CAN FDとは?CANとの違いをざっくり解説

 

まず、CAN FDが何かを簡単に理解しておきましょう。

従来のCAN(Classic CAN)は、最大データ転送速度が1Mbps、データペイロード(実際に送れるデータ量)が最大8バイトという制限がありました。これは、自動車の制御や産業機器の基本的な通信には十分でしたが、自動運転や高度なセンサーデータ処理など、より多くの情報を高速にやり取りする必要が出てきたことで限界が見えてきました。

そこで登場したのがCAN FD(CAN Flexible Data-Rate)です!

  • 高速化: データ部分の転送速度を従来の最大1Mbpsから、最大5Mbps、あるいはそれ以上に高速化できます。

  • 大容量化: データペイロードを最大8バイトから、最大64バイトに拡張できます。

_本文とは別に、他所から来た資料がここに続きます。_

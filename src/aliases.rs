//! Loading language aliases from a JSON file
//!
//! The alias file maps a canonical language name to the alternative spellings
//! users may type:
//!
//! ```json
//! {
//!     "@metadata": { "note": "ignored" },
//!     "spanish": ["español", "castellano", "castilian"],
//!     "mandarin": ["chinese", "中文"]
//! }
//! ```

use crate::resolver::{AliasMap, AliasTable};
use serde_json::Value;
use std::fs;
use std::io;
use std::path::{Path, PathBuf};
use thiserror::Error;
use tracing::{info, warn};

#[derive(Debug, Error)]
pub enum AliasError {
    #[error("failed to read alias file '{}': {source}", .path.display())]
    Read {
        path: PathBuf,
        #[source]
        source: io::Error,
    },
    #[error("failed to parse JSON from '{}': {source}", .path.display())]
    Parse {
        path: PathBuf,
        #[source]
        source: serde_json::Error,
    },
    #[error("invalid alias file '{}': root must be an object", .path.display())]
    NotAnObject { path: PathBuf },
}

/// Load an alias map from a JSON file
///
/// Keys starting with `@` are metadata and skipped. Entries whose value is not
/// an array are skipped with a warning, as are non-string array items.
///
/// # Errors
/// - File not found or unreadable
/// - Invalid JSON
/// - Root value is not an object
pub fn load_aliases_from_file(path: &Path) -> Result<AliasMap, AliasError> {
    let content = fs::read_to_string(path).map_err(|source| AliasError::Read {
        path: path.to_path_buf(),
        source,
    })?;

    let json: Value = serde_json::from_str(&content).map_err(|source| AliasError::Parse {
        path: path.to_path_buf(),
        source,
    })?;

    let obj = json.as_object().ok_or_else(|| AliasError::NotAnObject {
        path: path.to_path_buf(),
    })?;

    let mut aliases = AliasMap::new();
    for (canonical, value) in obj {
        if canonical.starts_with('@') {
            continue;
        }

        let Some(list) = value.as_array() else {
            warn!("Alias entry '{}' is not an array, skipping", canonical);
            continue;
        };

        let names = list
            .iter()
            .filter_map(|item| item.as_str().map(str::to_string))
            .collect();
        aliases.insert(canonical.clone(), names);
    }

    Ok(aliases)
}

/// Build the alias table, degrading to the built-in names when the file is
/// missing or broken
pub fn load_alias_table(path: &Path) -> AliasTable {
    match load_aliases_from_file(path) {
        Ok(map) => {
            let table = AliasTable::with_aliases(&map);
            info!(
                "Loaded {} language aliases from {}",
                table.len(),
                path.display()
            );
            table
        }
        Err(AliasError::Read { source, .. }) if source.kind() == io::ErrorKind::NotFound => {
            info!(
                "No alias file at {}, using built-in language names",
                path.display()
            );
            AliasTable::builtin()
        }
        Err(e) => {
            warn!("{}; using built-in language names", e);
            AliasTable::builtin()
        }
    }
}
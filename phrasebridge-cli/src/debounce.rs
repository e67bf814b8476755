//! Submit-after-pause input handling

use std::future::Future;
use std::time::Duration;
use tokio::sync::mpsc;
use tokio::time::{self, Instant};

pub const DEFAULT_DEBOUNCE_MS: u64 = 1500;

/// Feed input lines through a resettable timer
///
/// Each line replaces the pending text and restarts the timer; `submit` runs
/// with the latest text once `delay` passes without new input. A blank line
/// cancels the pending text. When the input closes, pending text is submitted
/// immediately.
///
/// `submit` is awaited inline, so no input is consumed while a call is in
/// flight.
pub async fn run_debounced<F, Fut>(mut input: mpsc::Receiver<String>, delay: Duration, mut submit: F)
where
    F: FnMut(String) -> Fut,
    Fut: Future<Output = ()>,
{
    let mut pending: Option<String> = None;
    let timer = time::sleep(delay);
    tokio::pin!(timer);

    loop {
        tokio::select! {
            line = input.recv() => match line {
                Some(line) => {
                    let text = line.trim();
                    pending = (!text.is_empty()).then(|| text.to_string());
                    timer.as_mut().reset(Instant::now() + delay);
                }
                None => {
                    if let Some(text) = pending.take() {
                        submit(text).await;
                    }
                    break;
                }
            },
            () = &mut timer, if pending.is_some() => {
                if let Some(text) = pending.take() {
                    submit(text).await;
                }
            }
        }
    }
}
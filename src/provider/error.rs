//! Error types for translation provider calls

use thiserror::Error;

/// Errors returned by a [`TranslationProvider`](super::TranslationProvider)
#[derive(Debug, Error)]
pub enum ProviderError {
    /// The provider answered with a non-success HTTP status
    #[error("provider returned HTTP {status}")]
    Status { status: u16, body: String },

    /// The provider answered successfully but the body lacks the expected fields
    #[error("unexpected provider response: {0}")]
    ResponseShape(String),

    /// The request could not be sent or the response could not be read
    #[error("network error: {0}")]
    Network(#[from] reqwest::Error),

    /// The provider is misconfigured (e.g. empty API key)
    #[error("configuration error: {0}")]
    Config(String),

    /// Simulated failure from the mock provider
    #[error("{0}")]
    Other(String),
}

impl ProviderError {
    /// HTTP status reported by the provider, if any
    pub fn status(&self) -> Option<u16> {
        match self {
            ProviderError::Status { status, .. } => Some(*status),
            _ => None,
        }
    }

    /// Raw error body when the provider sent one, otherwise the error message
    pub fn details(&self) -> String {
        match self {
            ProviderError::Status { body, .. } if !body.is_empty() => body.clone(),
            other => other.to_string(),
        }
    }
}

/// Result type for provider operations
pub type ProviderResult<T> = Result<T, ProviderError>;
use axum::{
    Json, Router,
    body::Bytes,
    extract::State,
    http::StatusCode,
    response::{IntoResponse, Response},
    routing::{get, post},
};
use phrasebridge::{HandlerError, TranslationRequest, TranslationResponse, TranslationService};
use serde::{Deserialize, Serialize};
use std::any::Any;
use std::sync::Arc;
use tower_http::catch_panic::CatchPanicLayer;
use tower_http::cors::CorsLayer;
use tower_http::trace::TraceLayer;
use tracing::{error, warn};

pub const SERVER_ERROR_MESSAGE: &str = "Server error";

#[derive(Debug, Serialize, Deserialize)]
pub struct ErrorResponse {
    pub error: String,
    #[serde(default, skip_serializing_if = "Option::is_none")]
    pub details: Option<String>,
}

type ApiError = (StatusCode, Json<ErrorResponse>);

#[derive(Clone)]
pub struct AppState {
    pub service: Arc<TranslationService>,
}

pub fn router(state: AppState) -> Router {
    Router::new()
        .route("/api/translate", post(translate))
        .route("/.netlify/functions/translate", post(translate))
        .route("/health", get(health))
        .layer(CatchPanicLayer::custom(panic_response))
        .layer(TraceLayer::new_for_http())
        .layer(CorsLayer::permissive())
        .with_state(state)
}

async fn health() -> &'static str {
    "ok"
}

async fn translate(
    State(state): State<AppState>,
    body: Bytes,
) -> Result<Json<TranslationResponse>, ApiError> {
    // Configuration is reported before the body is looked at
    if !state.service.is_configured() {
        error!("GOOGLE_API_KEY is not configured");
        return Err(handler_error(HandlerError::NotConfigured));
    }

    let request = parse_body(&body)?;
    let response = state.service.handle(&request).await.map_err(handler_error)?;
    Ok(Json(response))
}

/// An empty body or a JSON `null` is treated as `{}`
fn parse_body(body: &[u8]) -> Result<TranslationRequest, ApiError> {
    if body.iter().all(u8::is_ascii_whitespace) {
        return Ok(TranslationRequest::default());
    }

    serde_json::from_slice::<Option<TranslationRequest>>(body)
        .map(Option::unwrap_or_default)
        .map_err(|e| {
            warn!(error = %e, "Malformed request body");
            server_error(e.to_string())
        })
}

fn handler_error(err: HandlerError) -> ApiError {
    let status =
        StatusCode::from_u16(err.status_code()).unwrap_or(StatusCode::INTERNAL_SERVER_ERROR);
    if let HandlerError::Provider(e) = &err {
        error!(error = %e, status = ?e.status(), "Translation provider error");
    }

    (
        status,
        Json(ErrorResponse {
            error: err.to_string(),
            details: err.details(),
        }),
    )
}

fn server_error(details: String) -> ApiError {
    (
        StatusCode::INTERNAL_SERVER_ERROR,
        Json(ErrorResponse {
            error: SERVER_ERROR_MESSAGE.to_string(),
            details: Some(details),
        }),
    )
}

fn panic_response(err: Box<dyn Any + Send + 'static>) -> Response {
    let details = if let Some(s) = err.downcast_ref::<String>() {
        s.clone()
    } else if let Some(s) = err.downcast_ref::<&str>() {
        s.to_string()
    } else {
        "unknown panic".to_string()
    };
    error!(details = %details, "Request handler panicked");

    server_error(details).into_response()
}
use criterion::{criterion_group, criterion_main, Criterion};
use std::path::Path;

fn fixture_text(name: &str) -> String {
    let path = Path::new(env!("CARGO_MANIFEST_DIR"))
        .join("tests")
        .join("fixtures")
        .join(name);
    emlview::parser::eml::read_eml(&path).unwrap()
}

fn bench_parse_nested(c: &mut Criterion) {
    let text = fixture_text("nested.eml");
    let parser = emlview::parser::EmlParser::new();

    c.bench_function("parse_nested_eml", |b| b.iter(|| parser.parse(&text).unwrap()));
}

fn bench_parse_large_attachment(c: &mut Criterion) {
    // One text part plus a 1 MiB base64 attachment wrapped at 76 columns.
    let payload = emlview::parser::decode::encode_base64(&vec![0x5Au8; 1 << 20]);
    let wrapped: Vec<&str> = payload
        .as_bytes()
        .chunks(76)
        .map(|line| std::str::from_utf8(line).unwrap())
        .collect();
    let text = format!(
        "From: bench@example.com\r\nSubject: Large\r\n\
         Content-Type: multipart/mixed; boundary=\"BIG\"\r\n\r\n\
         --BIG\r\nContent-Type: text/plain\r\n\r\nsee attached\r\n\
         --BIG\r\nContent-Type: application/octet-stream\r\n\
         Content-Disposition: attachment; filename=\"blob.bin\"\r\n\
         Content-Transfer-Encoding: base64\r\n\r\n{}\r\n--BIG--\r\n",
        wrapped.join("\r\n")
    );
    let parser = emlview::parser::EmlParser::new();

    c.bench_function("parse_1mib_attachment", |b| {
        b.iter(|| parser.parse(&text).unwrap())
    });
}

fn bench_quoted_printable(c: &mut Criterion) {
    let line = "Caf=E9 au lait =C2=A9 2024, soft=\r\nbreak and plain ASCII text here.\r\n";
    let text = line.repeat(2000);

    c.bench_function("decode_quoted_printable", |b| {
        b.iter(|| emlview::parser::decode::decode_quoted_printable(&text))
    });
}

criterion_group!(
    benches,
    bench_parse_nested,
    bench_parse_large_attachment,
    bench_quoted_printable
);
criterion_main!(benches);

これにより、CAN FDはClassic CANの優れた信頼性やリアルタイム性を保ちつつ、より多くのデータをより速く送れるようになった、いわば「進化したCAN」なのです。


 

Renesas RA4M1(Arduino Uno R4のマイコン)はCAN FDに対応しているか?

 

Arduino Uno R4に搭載されているRenesas RA4M1は、その強力な32ビットARM Cortex-M4コアと豊富な周辺機能を持つマイコンです。では、CAN FDについてはどうでしょうか?

結論から言うと、Renesas RA4M1は、CAN FDに対応しています!

RA4M1のデータシートや製品情報を見ると、「CAN FD Controller」や「CAN-FD」という表記が見つかります。これは、RA4M1がハードウェアレベルでCAN FDプロトコルを処理できるコントローラーを内蔵していることを意味します。

つまり、Arduino Uno R4でCAN FD通信を行いたい場合、RA4M1のCAN FD機能を活用できるということです。ただし、これまで解説してきたように、CAN FDに対応した外部のCANトランシーバーは別途必要になります。Classic CAN用のトランシーバーとCAN FD用のトランシーバーは異なる場合があるため、必ずCAN FD対応のトランシーバーを選びましょう。

Renesas RA4M1(=Arduino Uno R4)はCAN FDに対応しているので、より高速で大容量のCAN通信をArduino Uno R4で実現できる大きな強みがあります。


 

Microchip MCP2515(広く使われているCANモジュール)はCAN FDに対応しているか?

 

次に、Arduino Uno R3などで広く使われている外部CANモジュールの中核をなすMicrochip MCP2515について見ていきましょう。

結論から言うと、Microchip MCP2515は、CAN FDには対応していません。

MCP2515は、Classic CANプロトコルに特化したCANコントローラーです。最大1Mbpsの速度と最大8バイトのペイロードというClassic CANの仕様で動作するように設計されています。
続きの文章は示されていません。